First, it validates the ZIP file. See section below on “Checks and Validation”.

Once the ZIP file is validated, Tecken uploads the files in the ZIP file. For files that are already in AWS S3, it skips the uploading step and just logs the filename.

Records of the upload and what files were in it are available on the website.

Which S3 Bucket

The S3 bucket that gets used for upload is based on a “default” and a map of exceptions for certain users.

The default is configured as DJANGO_UPLOAD_DEFAULT_URL. For example: https://s3-us-west-2.amazonaws.com/org-mozilla-symbols-public. From the URL the bucket name is deduced and that’s the default S3 bucket used.

The overriding is based on the uploader’s email address. The default configuration is to make no exceptions. But you can set DJANGO_UPLOAD_URL_EXCEPTIONS as a Python dict like this:

$ export DJANGO_UPLOAD_URL_EXCEPTIONS={'*@adobe.com': 'https://s3.amazonaws.com/private-bucket'}

Checks and Validations

First, Tecken checks the ZIP file to see if it’s a valid ZIP file that contains at least one file.

Then, Tecken iterates over the files in the ZIP file and checks if any file contains the list of strings in settings.DISALLOWED_SYMBOLS_SNIPPETS. This check is a block list check to make sure proprietary files are never uploaded in S3 buckets that might be exposed publicly.

To override this amend the DJANGO_DISALLOWED_SYMBOLS_SNIPPETS environment variable as a comma separated list. But be aware to include the existing defaults which can be seen in settings.py.

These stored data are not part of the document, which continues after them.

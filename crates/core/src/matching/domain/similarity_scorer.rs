use serde::{Deserialize, Serialize};

use crate::matching::domain::edit_distance::indel_ratio;

/// Most substrings of the longer string tried by the partial measure.
pub const MAX_PARTIAL_WINDOWS: usize = 32;

/// Weights of the three measures in the combined score. They sum to 1, so the
/// combined score stays in [0, 1].
#[derive(Debug, Clone, Copy, PartialEq, Serialize, Deserialize)]
pub struct ScoreWeights {
    pub ratio: f64,
    pub partial: f64,
    pub token_sort: f64,
}

pub const DEFAULT_WEIGHTS: ScoreWeights = ScoreWeights {
    ratio: 0.45,
    partial: 0.20,
    token_sort: 0.35,
};

impl Default for ScoreWeights {
    fn default() -> Self {
        DEFAULT_WEIGHTS
    }
}

impl ScoreWeights {
    pub fn sum(&self) -> f64 {
        self.ratio + self.partial + self.token_sort
    }
}

/// Individual measures behind one combined score.
#[derive(Debug, Clone, Copy, PartialEq)]
pub struct SimilarityBreakdown {
    /// Indel ratio over the full strings.
    pub ratio: f64,
    /// Best indel ratio of the shorter string against equal-length substrings
    /// of the longer one. Substrings start where the shorter string's first
    /// character occurs, capped at [`MAX_PARTIAL_WINDOWS`], or at either end.
    pub partial: f64,
    /// Indel ratio after sorting whitespace-separated tokens.
    pub token_sort: f64,
    pub combined: f64,
}

/// Fuzzy text similarity in [0, 1].
///
/// `combined = w.ratio * ratio + w.partial * partial + w.token_sort * token_sort`,
/// with identical strings short-circuiting to exactly 1 and an empty string
/// scoring 0 against any non-empty one.
///
/// The partial measure alone would rate any fragment of a line as a perfect
/// match, which is why it only contributes a fifth of the score: a window
/// holding half the words of a line cannot outrank the window holding all of
/// them.
#[derive(Debug, Clone, Copy, PartialEq)]
pub struct SimilarityScorer {
    weights: ScoreWeights,
    ignore_whitespace: bool,
}

impl Default for SimilarityScorer {
    fn default() -> Self {
        Self::new(DEFAULT_WEIGHTS)
    }
}

impl SimilarityScorer {
    pub fn new(weights: ScoreWeights) -> Self {
        Self {
            weights,
            ignore_whitespace: false,
        }
    }

    /// Character measures compare the strings with whitespace removed. Used
    /// for scripts where recognizer token boundaries are not word boundaries.
    pub fn ignoring_whitespace(mut self, ignore: bool) -> Self {
        self.ignore_whitespace = ignore;
        self
    }

    pub fn weights(&self) -> ScoreWeights {
        self.weights
    }

    pub fn ignores_whitespace(&self) -> bool {
        self.ignore_whitespace
    }

    pub fn score(&self, a: &str, b: &str) -> f64 {
        self.score_at_least(a, b, f64::NEG_INFINITY).unwrap_or(0.0)
    }

    /// Combined score, or `None` when it falls below `floor`.
    ///
    /// Measures are computed cheapest first, and evaluation stops once the
    /// ones left cannot lift the score to `floor`. A returned score is
    /// identical to [`SimilarityScorer::score`].
    pub fn score_at_least(&self, a: &str, b: &str, floor: f64) -> Option<f64> {
        if a == b {
            return (1.0 >= floor).then_some(1.0);
        }
        if a.is_empty() || b.is_empty() {
            return (0.0 >= floor).then_some(0.0);
        }

        let (ca, cb) = (self.comparable_chars(a), self.comparable_chars(b));
        let ratio = indel_ratio(&ca, &cb);
        let (sa, sb) = (
            self.comparable_chars(&sorted_tokens(a)),
            self.comparable_chars(&sorted_tokens(b)),
        );
        if self.upper_bound(ratio, length_bound(sa.len(), sb.len())) < floor {
            return None;
        }
        let token_sort = indel_ratio(&sa, &sb);
        if self.upper_bound(ratio, token_sort) < floor {
            return None;
        }
        let combined = self.combine(ratio, partial_ratio(&ca, &cb), token_sort);
        (combined >= floor).then_some(combined)
    }

    /// Highest combined score reachable with the given indel ratio and an
    /// upper bound on the token-sort ratio, taking the partial measure as 1.
    pub fn upper_bound(&self, ratio: f64, token_sort_bound: f64) -> f64 {
        if self.weights.sum() > 0.0 {
            self.combine(ratio, 1.0, token_sort_bound)
        } else {
            1.0
        }
    }

    fn combine(&self, ratio: f64, partial: f64, token_sort: f64) -> f64 {
        let w = self.weights;
        let total = w.sum();
        if total > 0.0 {
            ((w.ratio * ratio + w.partial * partial + w.token_sort * token_sort) / total)
                .clamp(0.0, 1.0)
        } else {
            0.0
        }
    }

    pub fn breakdown(&self, a: &str, b: &str) -> SimilarityBreakdown {
        if a == b {
            return SimilarityBreakdown {
                ratio: 1.0,
                partial: 1.0,
                token_sort: 1.0,
                combined: 1.0,
            };
        }
        if a.is_empty() || b.is_empty() {
            return SimilarityBreakdown {
                ratio: 0.0,
                partial: 0.0,
                token_sort: 0.0,
                combined: 0.0,
            };
        }

        let (ca, cb) = (self.comparable_chars(a), self.comparable_chars(b));
        let ratio = indel_ratio(&ca, &cb);
        let partial = partial_ratio(&ca, &cb);
        let token_sort = indel_ratio(
            &self.comparable_chars(&sorted_tokens(a)),
            &self.comparable_chars(&sorted_tokens(b)),
        );

        SimilarityBreakdown {
            ratio,
            partial,
            token_sort,
            combined: self.combine(ratio, partial, token_sort),
        }
    }

    fn comparable_chars(&self, text: &str) -> Vec<char> {
        if self.ignore_whitespace {
            text.chars().filter(|c| !c.is_whitespace()).collect()
        } else {
            text.chars().collect()
        }
    }
}

/// Combined similarity with the default weights.
pub fn score(a: &str, b: &str) -> f64 {
    SimilarityScorer::default().score(a, b)
}

fn partial_ratio(a: &[char], b: &[char]) -> f64 {
    let (short, long) = if a.len() <= b.len() { (a, b) } else { (b, a) };
    if short.is_empty() {
        return if long.is_empty() { 1.0 } else { 0.0 };
    }
    if short.len() == long.len() {
        return indel_ratio(short, long);
    }

    let last = long.len() - short.len();
    let mut starts: Vec<usize> = long[..=last]
        .iter()
        .enumerate()
        .filter(|(_, c)| **c == short[0])
        .map(|(i, _)| i)
        .take(MAX_PARTIAL_WINDOWS)
        .collect();
    starts.push(0);
    starts.push(last);
    starts.sort_unstable();
    starts.dedup();

    let mut best = 0.0f64;
    for start in starts {
        let r = indel_ratio(short, &long[start..start + short.len()]);
        if r > best {
            best = r;
            if best >= 1.0 {
                break;
            }
        }
    }
    best
}

/// Indel ratio of two strings of these lengths if one contained the other.
pub fn length_bound(a: usize, b: usize) -> f64 {
    if a + b == 0 {
        1.0
    } else {
        2.0 * a.min(b) as f64 / (a + b) as f64
    }
}

fn sorted_tokens(text: &str) -> String {
    let mut tokens: Vec<&str> = text.split_whitespace().collect();
    tokens.sort_unstable();
    tokens.join(" ")
}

The final check is that each file path in the ZIP file matches the pattern <module>/<hex>/<file> or <name>-symbols.txt. All other file paths are ignored.

Gzip

Certain files get gzipped before being uploaded into S3. At the time of writing that list is all .sym files. S3, unlike something like Nginx, doesn’t do content encoding on the fly based on the client’s capabilities. Instead, we manually gzip the file in memory in Tecken and set the additional ContentEncoding header to gzip. Since these .sym files are always text based, it saves a lot of memory in the S3 storage.

Additionally, the .sym files get their content type (aka. mime type) set when uploading to S3 to text/plain. Because S3 can’t know in advance that the files are actually ASCII plain text, if you try to open them in a browser it will set the Content-Type to application/octet-stream which makes it hard to quickly look at its content in a browser.

Both the gzip and the mimetype overrides can be changed by setting the DJANGO_COMPRESS_EXTENSIONS and DJANGO_MIME_OVERRIDES environment variables. See settings.py for the current defaults.

Metadata and Optimization

For every gzipped file we upload, we attach 2 pieces of metadata to the key:

  1. Original size

  2. Original MD5 checksum

The reasons for doing this is to be able to quickly skip a file if it’s uploaded a second time.

A similar approach is done for files that don’t need to be compressed. In the case of those files, we skip uploading, again, simply if the file size of an existing file hasn’t changed. However, that approach is too expensive for compressed files. If we don’t store and retrieve the original size and original MD5 checksum, we have to locally compress the file to be able to make that final size comparison. By instead checking the original size (and hash) we can skip early without having to do the compression again.